A lire aussi: Noël : Darmanin au charbon

J’entends d’ici les colombes bêlantes des organisations humanitaires subventionnées par l’État (quand cesseront ces dons à des organismes qui n’ont d’autre objectif que de défendre des voyous ?). Un vrai ministre de l’Intérieur n’hésiterait pas à prendre des mesures coercitives sérieuses, pour endiguer la suspicion, le mépris et la dérision dont la population dans son ensemble accable les forces de l’Ordre et de la Justice. « Tolérance zéro » est un objectif immédiat. Une racaille qui n’obtempère pas doit comprendre immédiatement qu’elle a eu tort. Après tout, Clemenceau, homme de gauche qui avait défendu l’amnistie des Communards et vrai républicain, n’a pas hésité, en 1905-1906, à faire tirer sur des grévistes dont l’action menaçait la stabilité de la France. Vous imaginez Retailleau prenant ce genre de mesures face aux black blocs ?

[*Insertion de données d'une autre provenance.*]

//! Data operations on a session's dataset: preview, column summaries, null
//! handling, type conversion and derived columns.
//!
//! Summaries are read-only. `remove_nulls`, `convert_type` and
//! `create_derived_column` replace the session dataset and drop its cached results.

pub mod derived;

pub use derived::{derive_column, DerivedColumnInfo};

use crate::error::{Result, TabulaError};
use crate::service::AnalysisService;
use crate::stats;
use crate::store::convert::{column_numbers, column_scalars, dataframe_to_records, series_from_scalars};
use crate::value::{coerce_number, Record, Scalar};
use polars::prelude::*;
use serde::{Deserialize, Serialize};
use std::cmp::Ordering;
use std::collections::HashMap;
use tracing::info;

pub const MAX_PREVIEW_ROWS: usize = 10_000;

#[derive(Debug, Clone, Serialize, Deserialize)]
pub struct Preview {
    pub rows: Vec<Record>,
    pub total_rows: usize,
    pub returned_rows: usize,
}

#[derive(Debug, Clone, PartialEq, Serialize, Deserialize)]
pub struct ColumnSummary {
    pub variable: String,
    pub datatype: String,
    pub total_values: usize,
    pub null_values: usize,
    pub non_null_values: usize,
    pub mean: Option<f64>,
    pub median: Option<f64>,
    pub std_dev: Option<f64>,
    pub min: Option<f64>,
    pub max: Option<f64>,
    pub mode: Option<Scalar>,
}

#[derive(Debug, Clone, PartialEq, Serialize, Deserialize)]
#[serde(tag = "method", content = "value", rename_all = "lowercase")]
pub enum NullMethod {
    /// Drop rows holding a null.
    Delete,
    Mean,
    Median,
    Mode,
    Custom(Scalar),
}

#[derive(Debug, Clone, PartialEq, Serialize, Deserialize)]
pub struct NullReport {
    pub rows_before: usize,
    pub rows_after: usize,
    pub nulls_handled: usize,
}

#[derive(Debug, Clone, Copy, PartialEq, Eq, Serialize, Deserialize)]
#[serde(rename_all = "lowercase")]
pub enum ConversionTarget {
    Numeric,
    Text,
    Date,
    /// Numeric in the 0–1 range; values are divided by 100 when any exceeds 1.
    Percentage,
    Boolean,
}

#[derive(Debug, Clone, PartialEq, Serialize, Deserialize)]
pub struct ConversionInfo {
    pub column: String,
    pub original_type: String,
    pub target_type: ConversionTarget,
    pub converted_type: String,
    /// Non-null cells that could not be converted and became null.
    pub failed_conversions: usize,
    #[serde(skip_serializing_if = "Option::is_none")]
    pub note: Option<String>,
}

/// Per-column summaries. Unknown `column` yields an empty list.
pub fn summarize_frame(df: &DataFrame, column: Option<&str>) -> Result<Vec<ColumnSummary>> {
    let names: Vec<String> = match column {
        Some(name) if df.column(name).is_ok() => vec![name.to_string()],
        Some(_) => return Ok(Vec::new()),
        None => df.get_column_names().iter().map(|s| s.to_string()).collect(),
    };
    names.iter().map(|name| summarize_column(df, name)).collect()
}

fn summarize_column(df: &DataFrame, name: &str) -> Result<ColumnSummary> {
    let series = df.column(name)?;
    let total_values = series.len();
    let null_values = series.null_count();
    let mut summary = ColumnSummary {
        variable: name.to_string(),
        datatype: series.dtype().to_string(),
        total_values,
        null_values,
        non_null_values: total_values - null_values,
        mean: None,
        median: None,
        std_dev: None,
        min: None,
        max: None,
        mode: most_frequent(&column_scalars(df, name)?),
    };

    if series.dtype().is_numeric() {
        let values: Vec<f64> = column_numbers(df, name)?.into_iter().flatten().collect();
        let sorted = stats::sorted(&values);
        if let Some(mam) = stats::min_avg_max(&values) {
            summary.mean = Some(mam.avg);
            summary.min = Some(mam.min);
            summary.max = Some(mam.max);
            summary.median = stats::median_sorted(&sorted);
            summary.std_dev = stats::sample_std_dev(&values);
        }
    }
    Ok(summary)
}

/// Most frequent non-null value; ties go to the smallest.
pub fn most_frequent(values: &[Scalar]) -> Option<Scalar> {
    let mut counts: HashMap<String, (usize, &Scalar)> = HashMap::new();
    for value in values.iter().filter(|v| !v.is_null()) {
        counts.entry(value.to_string()).or_insert((0, value)).0 += 1;
    }
    counts
        .into_values()
        .max_by(|(ca, a), (cb, b)| ca.cmp(cb).then_with(|| scalar_cmp(b, a)))
        .map(|(_, v)| v.clone())
}

fn scalar_cmp(a: &Scalar, b: &Scalar) -> Ordering {
    match (a, b) {
        (Scalar::Number(x), Scalar::Number(y)) => x.total_cmp(y),
        _ => a.to_string().cmp(&b.to_string()),
    }
}

/// Handle nulls in `column`, or in every column when `None`.
pub fn fill_nulls(df: &DataFrame, column: Option<&str>, method: &NullMethod) -> Result<(DataFrame, NullReport)> {
    if let Some(name) = column {
        if df.column(name).is_err() {
            return Err(TabulaError::Validation(format!("unknown column '{}'", name)));
        }
    }
    let rows_before = df.height();
    let targets: Vec<String> = match column {
        Some(name) => vec![name.to_string()],
        None => df.get_column_names().iter().map(|s| s.to_string()).collect(),
    };

    if *method == NullMethod::Delete {
        let out = df.drop_nulls(Some(targets.as_slice()))?;
        let rows_after = out.height();
        return Ok((
            out,
            NullReport {
                rows_before,
                rows_after,
                nulls_handled: rows_before - rows_after,
            },
        ));
    }

    let mut out = df.clone();
    let mut nulls_handled = 0;
    for name in &targets {
        let nulls = out.column(name)?.null_count();
        if nulls == 0 {
            continue;
        }
        let Some(fill) = fill_value(&out, name, method)? else {
            continue;
        };
        let cells: Vec<Scalar> = column_scalars(&out, name)?
            .into_iter()
            .map(|c| if c.is_null() { fill.clone() } else { c })
            .collect();
        out.with_column(series_from_scalars(name, cells.iter()))?;
        nulls_handled += nulls;
    }

    Ok((
        out,
        NullReport {
            rows_before,
            rows_after: rows_before,
            nulls_handled,
        },
    ))
}

fn fill_value(df: &DataFrame, name: &str, method: &NullMethod) -> Result<Option<Scalar>> {
    let numeric = df.column(name)?.dtype().is_numeric();
    let mode = || -> Result<Option<Scalar>> { Ok(most_frequent(&column_scalars(df, name)?)) };
    match method {
        NullMethod::Delete => Ok(None),
        NullMethod::Custom(value) => Ok(Some(value.clone())),
        NullMethod::Mode => mode(),
        NullMethod::Mean | NullMethod::Median if !numeric => mode(),
        NullMethod::Mean => {
            let values: Vec<f64> = column_numbers(df, name)?.into_iter().flatten().collect();
            Ok(stats::mean(&values).map(Scalar::Number))
        }
        NullMethod::Median => {
            let values: Vec<f64> = column_numbers(df, name)?.into_iter().flatten().collect();
            Ok(stats::median_sorted(&stats::sorted(&values)).map(Scalar::Number))
        }
    }
}

pub fn convert_column(df: &DataFrame, column: &str, target: ConversionTarget) -> Result<(DataFrame, ConversionInfo)> {
    let series = df
        .column(column)
        .map_err(|_| TabulaError::Validation(format!("unknown column '{}'", column)))?;
    let original_type = series.dtype().to_string();
    let nulls_before = series.null_count();
    let mut note = None;

    let converted: Series = match target {
        ConversionTarget::Numeric => Series::new(column, column_numbers(df, column)?),
        ConversionTarget::Percentage => {
            let mut values = column_numbers(df, column)?;
            let max = values.iter().flatten().copied().fold(f64::NEG_INFINITY, f64::max);
            if max > 1.0 {
                values.iter_mut().flatten().for_each(|v| *v /= 100.0);
            }
            note = Some("Values converted to 0-1 range (divided by 100 when above 1)".to_string());
            Series::new(column, values)
        }
        ConversionTarget::Text => series.cast(&DataType::String)?,
        ConversionTarget::Date => {
            let values: Vec<Option<String>> = column_scalars(df, column)?
                .iter()
                .map(|cell| match cell {
                    Scalar::Number(_) => None,
                    other => other.as_datetime().map(|d| Scalar::Date(d).to_string()),
                })
                .collect();
            Series::new(column, values)
        }
        ConversionTarget::Boolean => {
            let values: Vec<Option<bool>> = column_scalars(df, column)?.iter().map(parse_bool).collect();
            Series::new(column, values)
        }
    };

    let failed_conversions = converted.null_count().saturating_sub(nulls_before);
    let info = ConversionInfo {
        column: column.to_string(),
        original_type,
        target_type: target,
        converted_type: converted.dtype().to_string(),
        failed_conversions,
        note,
    };

    let mut out = df.clone();
    out.with_column(converted)?;
    Ok((out, info))
}

fn parse_bool(cell: &Scalar) -> Option<bool> {
    match cell {
        Scalar::Null => None,
        Scalar::Number(n) => Some(*n != 0.0),
        Scalar::Date(_) => Some(true),
        Scalar::Text(s) => match s.trim().to_ascii_lowercase().as_str() {
            "true" | "t" | "yes" | "y" => Some(true),
            "false" | "f" | "no" | "n" => Some(false),
            other => coerce_number(other).map(|n| n != 0.0),
        },
    }
}

impl AnalysisService {
    pub fn preview(&self, session_id: &str, limit: usize) -> Result<Preview> {
        let limit = limit.min(MAX_PREVIEW_ROWS);
        self.registry().with_store(session_id, |store| {
            let rows = dataframe_to_records(store.frame()?, limit)?;
            Ok(Preview {
                total_rows: store.row_count(),
                returned_rows: rows.len(),
                rows,
            })
        })
    }

    pub fn summarize(&self, session_id: &str, column: Option<&str>) -> Result<Vec<ColumnSummary>> {
        self.registry()
            .with_store(session_id, |store| summarize_frame(store.frame()?, column))
    }

    pub fn remove_nulls(&self, session_id: &str, column: Option<&str>, method: &NullMethod) -> Result<NullReport> {
        let (frame, report) = self
            .registry()
            .with_store(session_id, |store| fill_nulls(store.frame()?, column, method))?;
        self.replace_dataset(session_id, frame);
        info!(
            session_id,
            ?method,
            rows_before = report.rows_before,
            rows_after = report.rows_after,
            nulls_handled = report.nulls_handled,
            "Handled nulls"
        );
        Ok(report)
    }

    pub fn convert_type(&self, session_id: &str, column: &str, target: ConversionTarget) -> Result<ConversionInfo> {
        let (frame, info) = self
            .registry()
            .with_store(session_id, |store| convert_column(store.frame()?, column, target))?;
        self.replace_dataset(session_id, frame);
        info!(
            session_id,
            column,
            ?target,
            failed = info.failed_conversions,
            "Converted column type"
        );
        Ok(info)
    }
}

#[cfg(test)]
mod tests {
    use super::*;

    fn frame() -> DataFrame {
        DataFrame::new(vec![
            Series::new("score", &[Some(10.0), None, Some(30.0), Some(30.0)]),
            Series::new("grade", &[Some("b"), Some("a"), None, Some("a")]),
            Series::new("pct", &[Some("50"), Some("25%"), Some("n/a"), None]),
        ])
        .unwrap()
    }

    #[test]
    fn test_summary_numeric_and_text() {
        let summary = summarize_frame(&frame(), None).unwrap();
        assert_eq!(summary.len(), 3);

        let score = &summary[0];
        assert_eq!(score.total_values, 4);
        assert_eq!(score.null_values, 1);
        assert_eq!(score.non_null_values, 3);
        assert_eq!(score.mean, Some(70.0 / 3.0));
        assert_eq!(score.median, Some(30.0));
        assert_eq!(score.min, Some(10.0));
        assert_eq!(score.mode, Some(Scalar::Number(30.0)));

        let grade = &summary[1];
        assert_eq!(grade.mean, None);
        assert_eq!(grade.mode, Some(Scalar::Text("a".to_string())));

        assert!(summarize_frame(&frame(), Some("missing")).unwrap().is_empty());
    }

    #[test]
    fn test_mode_ties_pick_smallest() {
        let values = vec![Scalar::Number(3.0), Scalar::Number(1.0), Scalar::Null];
        assert_eq!(most_frequent(&values), Some(Scalar::Number(1.0)));
    }

    #[test]
    fn test_delete_and_impute() {
        let (out, report) = fill_nulls(&frame(), Some("score"), &NullMethod::Delete).unwrap();
        assert_eq!(out.height(), 3);
        assert_eq!(report.nulls_handled, 1);

        let (out, report) = fill_nulls(&frame(), Some("score"), &NullMethod::Median).unwrap();
        assert_eq!(report.rows_after, 4);
        assert_eq!(column_numbers(&out, "score").unwrap()[1], Some(30.0));

        // Non-numeric mean falls back to the mode.
        let (out, _) = fill_nulls(&frame(), Some("grade"), &NullMethod::Mean).unwrap();
        assert_eq!(column_scalars(&out, "grade").unwrap()[2], Scalar::Text("a".to_string()));

        assert!(matches!(
            fill_nulls(&frame(), Some("nope"), &NullMethod::Mode),
            Err(TabulaError::Validation(_))
        ));
    }

    #[test]
    fn test_convert_percentage_counts_failures() {
        let (out, info) = convert_column(&frame(), "pct", ConversionTarget::Percentage).unwrap();
        assert_eq!(info.failed_conversions, 1);
        assert!(info.note.is_some());
        let values = column_numbers(&out, "pct").unwrap();
        assert_eq!(values, vec![Some(0.5), Some(0.25), None, None]);
    }

    #[test]
    fn test_convert_boolean_and_date() {
        let df = DataFrame::new(vec![Series::new("flag", &["yes", "0", "maybe"])]).unwrap();
        let (out, info) = convert_column(&df, "flag", ConversionTarget::Boolean).unwrap();
        assert_eq!(info.failed_conversions, 1);
        assert_eq!(out.column("flag").unwrap().dtype(), &DataType::Boolean);

        let df = DataFrame::new(vec![Series::new("when", &["2024/03/01", "soon"])]).unwrap();
        let (out, info) = convert_column(&df, "when", ConversionTarget::Date).unwrap();
        assert_eq!(info.failed_conversions, 1);
        assert_eq!(column_scalars(&out, "when").unwrap()[0], Scalar::Text("2024-03-01".to_string()));
    }

    #[tokio::test]
    async fn test_mutations_replace_session_dataset() {
        let service = AnalysisService::default();
        service.registry().replace("s1", frame());
        assert_eq!(service.get_metadata("s1").unwrap().row_count, 4);

        let report = service.remove_nulls("s1", None, &NullMethod::Delete).unwrap();
        assert_eq!(report.rows_after, 1);
        assert_eq!(service.get_metadata("s1").unwrap().row_count, 1);
        assert_eq!(service.preview("s1", 50).unwrap().total_rows, 1);
    }
}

Ce gouvernement n’a pas plus d’avenir que le précédent, parce qu’il refuse de prendre les mesures que réclame le peuple, en sortant pour un temps de l’État de droit. Alors oui, la Ve République est mourante, parce que ce n’est plus une République, mais un conglomérat de politiciens mollassons, plus soucieux de leurs maroquins, de leurs futures retraites de cumulards et de leur jeu de chaises musicales que du bien-être de ce cher vieux pays.

Sur ce, bonne fin d’année !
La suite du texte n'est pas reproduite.